Kampların akabinde çabucak yeni programlar için taleplerin geldiğini söyleyen İzci, hazırlıkların tamamlandığını ve mayıs ayında Giresun’un Bulancak ilçesi Paşakonağı Yaylası’nda bir öteki tabiat kampı gerçekleştireceklerini açıkladı. İzci ayrıyeten internet erişiminin olmadığı kamp alanlarının, ailelerin 24 saatlerini çocuklarıyla büsbütün teknolojiden uzak geçirmelerine imkan tanıdığını belirterek kelamlarını şöyle sürdürdü:
“Velilerimiz bu tecrübesi bir aile olarak birçok kazanımla tamamlıyor. YÖM Okulları velilerinin de bizleri desteklemeleri, iştirakçi olmaları motivasyonumuzu artırıyor. Bu doğrultuda YÖM’lü olmaya aday velilerimize de hem YÖM Okulları’nı tanımaları hem de öğrenerek ve eğlenerek keyifli bir hafta sonu geçirmeleri için tabiat kamplarımıza davet ediyoruz.”
KÜÇÜK KAMPÇILAR VE EBEVEYNLER MEMNUN
Kampa katılan öğrencilerden Eymen İzci, 5 yaşından beri katıldığı kampların 8’incisinde olduğunu belirtti. İzci, “Ahşap atölyesi, ırmak cümbüşleri, çakı eğitimi, balık tutma ve kano üzere etkinliklerden çok keyif aldım. Oyunlar kadar okulda öğrendiklerimi tabiatta uygulayabilmek, yeni şeyler öğrenmek de çok güzel” dedi.

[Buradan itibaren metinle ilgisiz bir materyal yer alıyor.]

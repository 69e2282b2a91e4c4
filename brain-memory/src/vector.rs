//! Vector payload storage and similarity search.
//!
//! No ANN index: personal-scale memory (low thousands of entries) makes
//! a brute-force cosine scan over a SQLite BLOB column fast enough, and
//! keeps the dependency footprint to the `rusqlite` the rest of the
//! workspace already carries rather than pulling in a dedicated vector
//! database.

use crate::embedder::cosine_similarity;
use crate::error::MemoryError;
use rusqlite::{params, Connection};
use std::sync::Mutex;

/// One scored hit from [`VectorStore::search`].
#[derive(Debug, Clone)]
pub struct ScoredEntry {
    /// The memory entry's id (shared with `brain_store::MemoryEntryMeta::id`).
    pub id: String,
    /// Cosine similarity to the query, in `[-1.0, 1.0]`.
    pub score: f32,
}

/// Stores embedding vectors keyed by memory entry id.
pub struct VectorStore {
    conn: Mutex<Connection>,
}

const SCHEMA: &str = r#"
CREATE TABLE IF NOT EXISTS vectors (
    id        TEXT PRIMARY KEY,
    embedding BLOB NOT NULL
);
"#;

impl VectorStore {
    /// Open (creating if absent) the vector payload database at `path`.
    pub fn open(path: impl AsRef<std::path::Path>) -> Result<Self, MemoryError> {
        let conn = Connection::open(path)?;
        conn.execute_batch(SCHEMA)?;
        Ok(Self {
            conn: Mutex::new(conn),
        })
    }

    /// Open an in-memory vector store, for tests.
    pub fn open_in_memory() -> Result<Self, MemoryError> {
        let conn = Connection::open_in_memory()?;
        conn.execute_batch(SCHEMA)?;
        Ok(Self {
            conn: Mutex::new(conn),
        })
    }

    fn lock(&self) -> std::sync::MutexGuard<'_, Connection> {
        self.conn.lock().unwrap_or_else(|poisoned| poisoned.into_inner())
    }

    /// Store (or replace) the embedding for `id`.
    pub fn put(&self, id: &str, embedding: &[f32]) -> Result<(), MemoryError> {
        let bytes = encode(embedding);
        let conn = self.lock();
        conn.execute(
            "INSERT INTO vectors (id, embedding) VALUES (?1, ?2)
             ON CONFLICT(id) DO UPDATE SET embedding = excluded.embedding",
            params![id, bytes],
        )?;
        Ok(())
    }

    /// Remove the embedding for `id`. Idempotent.
    pub fn remove(&self, id: &str) -> Result<(), MemoryError> {
        let conn = self.lock();
        conn.execute("DELETE FROM vectors WHERE id = ?1", params![id])?;
        Ok(())
    }

    /// Return the `limit` highest-scoring ids for `query`, ordered by
    /// descending similarity, above `min_score`.
    pub fn search(
        &self,
        query: &[f32],
        limit: usize,
        min_score: f32,
    ) -> Result<Vec<ScoredEntry>, MemoryError> {
        let conn = self.lock();
        let mut stmt = conn.prepare("SELECT id, embedding FROM vectors")?;
        let mut scored: Vec<ScoredEntry> = stmt
            .query_map([], |row| {
                let id: String = row.get(0)?;
                let bytes: Vec<u8> = row.get(1)?;
                Ok((id, bytes))
            })?
            .filter_map(|r| r.ok())
            .map(|(id, bytes)| {
                let embedding = decode(&bytes);
                let score = cosine_similarity(query, &embedding);
                ScoredEntry { id, score }
            })
            .filter(|entry| entry.score >= min_score)
            .collect();
        scored.sort_by(|a, b| b.score.partial_cmp(&a.score).unwrap_or(std::cmp::Ordering::Equal));
        scored.truncate(limit);
        Ok(scored)
    }
}

fn encode(embedding: &[f32]) -> Vec<u8> {
    embedding.iter().flat_map(|f| f.to_le_bytes()).collect()
}

fn decode(bytes: &[u8]) -> Vec<f32> {
    bytes
        .chunks_exact(4)
        .map(|chunk| f32::from_le_bytes(chunk.try_into().unwrap()))
        .collect()
}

Kampa 4’üncü defa çocuğuyla katıldığını belirten öğretmen Müge Kamalı ise “Çadır hayatı başta ilgimi çekmiyordu fakat YÖM Okulları sayesinde kamp ortamının ne kadar toplumsal ve varlıklı olduğunu gördüm. Çocuklarımız burada adeta eski mahalle kültürünü yaşıyor. Bizler için de meditasyon ve yaratıcı drama üzere etkinlikler bulunuyor. Bu kamplar sayesinde kendimize vakit ayırabiliyoruz” diye konuştu.